Si ampliamos el foco y pensamos en el caso de las ficciones literarias, poco importa que las ciudades figuren de verdad en los mapas y en las guías de viaje, como cualquiera de las anteriores, o sean ficciones procedentes de la audacia de los escritores, como sucede con la «Santa María» de Onetti, el «Macondo» de García Márquez, la «Comala» de Rulfo o el «Yoknapatawpha» de Faulkner, paisajes identificables por la memoria de los lectores.
Incluso podemos llegar a conocer mejor estos lugares (su historia y su idiosincrasia, las vicisitudes de sus habitantes, el ruido y los aromas que desprenden sus bares), que ciertas zonas del barrio en el que vivimos, las calles adyacentes y nunca recorridas a la nuestra.
Gracias a la magia de la literatura, nos referimos a ellos como lugares comunes y habituales, hablamos sobre ellos con una entusiasta familiaridad, como si hubiésemos recorrido con parsimonia su geografía inventada, como si conociésemos perfectamente cada uno de sus rincones.
Basta el encuentro entre la ciudad y una mirada para que surja un nuevo espacio, idéntico y al mismo tiempo autónomo, con entidad propia, confeccionado a partir de nuevos elementos que se superponen como capas tectónicas sobre el escenario original.
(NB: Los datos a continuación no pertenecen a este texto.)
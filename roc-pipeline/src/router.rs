//! Sender router (spec §4.4): fans a single outgoing packet stream out to
//! up to a small fixed number of routes (source port, repair port, RTCP
//! port, ...), each accepting only the flags and source id it was bound to.

use roc_packet::{Packet, PacketFlags, PacketSink};
use roc_shared::error::Result;

struct Route<S: PacketSink> {
    mask: PacketFlags,
    writer: S,
    source_id: Option<u32>,
    source_fixed: bool,
    declares_no_source: bool,
}

/// Dispatches outgoing packets to every bound route whose flags mask and
/// source id accept them (spec §4.4 "Sender router").
pub struct Router<S: PacketSink> {
    routes: Vec<Route<S>>,
}

impl<S: PacketSink> Router<S> {
    pub fn new() -> Self {
        Self { routes: Vec::new() }
    }

    /// Binds a new route. `declares_no_source` should be set for plain RTCP
    /// routes, which accept packets regardless of SSRC (spec §4.4: "no
    /// source id" for plain RTCP).
    pub fn bind(&mut self, mask: PacketFlags, writer: S, declares_no_source: bool) {
        self.routes.push(Route {
            mask,
            writer,
            source_id: None,
            source_fixed: false,
            declares_no_source,
        });
    }

    /// Writes `packet` to every route whose mask and source id accept it.
    /// The first packet written to a route fixes that route's source id
    /// from the packet's RTP SSRC (spec §4.4).
    pub fn write(&mut self, packet: Packet) -> Result<()> {
        let packet_flags = packet.flags();
        let packet_ssrc = packet.rtp().map(|v| v.ssrc);
        for route in &mut self.routes {
            if !packet_flags.contains(route.mask) {
                continue;
            }
            if !route.source_fixed {
                route.source_fixed = true;
                route.source_id = if route.declares_no_source { None } else { packet_ssrc };
            }
            let matches_source = route.source_id.is_none() || route.source_id == packet_ssrc;
            if matches_source {
                route.writer.write(packet.clone())?;
            }
        }
        Ok(())
    }
}

impl<S: PacketSink> Default for Router<S> {
    fn default() -> Self {
        Self::new()
    }
}

#[cfg(test)]
mod tests {
    use super::*;
    use bytes::Bytes;
    use roc_packet::views::RtpView;
    use std::sync::{Arc, Mutex};

    #[derive(Clone, Default)]
    struct VecSink(Arc<Mutex<Vec<Packet>>>);

    impl PacketSink for VecSink {
        fn write(&mut self, packet: Packet) -> Result<()> {
            self.0.lock().unwrap().push(packet);
            Ok(())
        }
    }

    fn source_packet(ssrc: u32) -> Packet {
        let p = Packet::empty();
        p.set_rtp(RtpView {
            payload_type: 11,
            ssrc,
            seqnum: 0,
            timestamp: 0,
            marker: false,
            capture_timestamp: 0,
            payload: Bytes::new(),
        });
        p
    }

    /// A repair packet as `FecWriter` actually builds one: a `Repair` flag
    /// and a FEC view, but no RTP view at all (spec §4.2).
    fn repair_packet() -> Packet {
        let p = Packet::empty();
        p.set_flags(PacketFlags::REPAIR);
        p
    }

    #[test]
    fn forwards_only_matching_mask_and_source() {
        let source_sink = VecSink::default();
        let repair_sink = VecSink::default();
        let source_out = source_sink.0.clone();
        let repair_out = repair_sink.0.clone();

        let mut router = Router::new();
        router.bind(PacketFlags::RTP | PacketFlags::AUDIO, source_sink, false);
        router.bind(PacketFlags::REPAIR, repair_sink, false);

        router.write(source_packet(1)).unwrap();
        router.write(repair_packet()).unwrap();
        router.write(source_packet(2)).unwrap();

        assert_eq!(source_out.lock().unwrap().len(), 1);
        assert_eq!(repair_out.lock().unwrap().len(), 1);
    }
}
Disfrutamos y fomentamos a partes iguales este arte de la distorsión, tal y como lo define Juan Gabriel Vásquez: como animales narrativos que somos, nos encanta contar y que nos cuenten historias. Sobre todo, las historias que podemos asociar a lugares determinados, territorios reconocibles o geografías diferenciables del resto.
Poco importa que sean lugares reales o meros productos de la imaginación. Lo único verdaderamente importante es que nos permitan explicar y explicarnos a nosotros mismos a través de ellos.